The Antiarrhythmic Effect and Possible Ionic Mechanisms of Pilocarpine on Animal Models

This study was designed to evaluate the effects of pilocarpine and explore the underlying ionic mechanism, using both aconitine-induced rat and ouabain-induced guinea pig arrhythmia models. Confocal microscopy was used to measure intracellular free-calcium concentrations ([Ca2+](i)) in isolated myocytes. The Current data showed that pilocarpine significantly delayed onset of arrhythmias, decreased the time course of ventricular tachycardia and fibrillation, reduced arrhythmia score, and increased the survival time of arrhythmic rats and guinea pigs. [Ca2+](i) overload induced by aconitine or ouabain was reduced in isolated myocytes pretreated with pilocarpine.
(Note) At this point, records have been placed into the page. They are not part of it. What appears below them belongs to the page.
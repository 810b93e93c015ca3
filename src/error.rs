// SPDX-License-Identifier: AGPL-3.0-or-later
// Copyright (C) 2026 Vallés Puig, Ramon

//! Error types.

use std::fmt;

/// Failure to parse a [`Quantum`](crate::Quantum) from its `"[ start, stop ]"` form.
#[derive(Debug, Clone, PartialEq, Eq)]
pub enum ParseQuantumError {
    /// The text is not enclosed in `[` and `]`.
    MissingBrackets,
    /// The brackets do not hold exactly two comma-separated bounds.
    BoundCount,
    /// A bound is not a number.
    InvalidBound(String),
}

impl fmt::Display for ParseQuantumError {
    fn fmt(&self, f: &mut fmt::Formatter<'_>) -> fmt::Result {
        match self {
            ParseQuantumError::MissingBrackets => {
                write!(f, "quantum must be written as \"[ start, stop ]\"")
            }
            ParseQuantumError::BoundCount => write!(f, "quantum needs exactly two bounds"),
            ParseQuantumError::InvalidBound(text) => write!(f, "invalid bound '{}'", text),
        }
    }
}

impl std::error::Error for ParseQuantumError {}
Moreover, M-3-muscarinic acetylcholine receptor (mAChR) antagonist 4-DAMP (4-diphenylacetoxy-N-methylpiperidine-methiodide) partially abolished the beneficial effects of pilocarpine. These data suggest that pilocarpine produced antiarrhythmic actions on arrhythmic rat and guinea pig models induced by aconitine or ouabain via stimulating the cardiac M-3-mAChR. The mechanism may be related to the improvement of Ca2+ handling.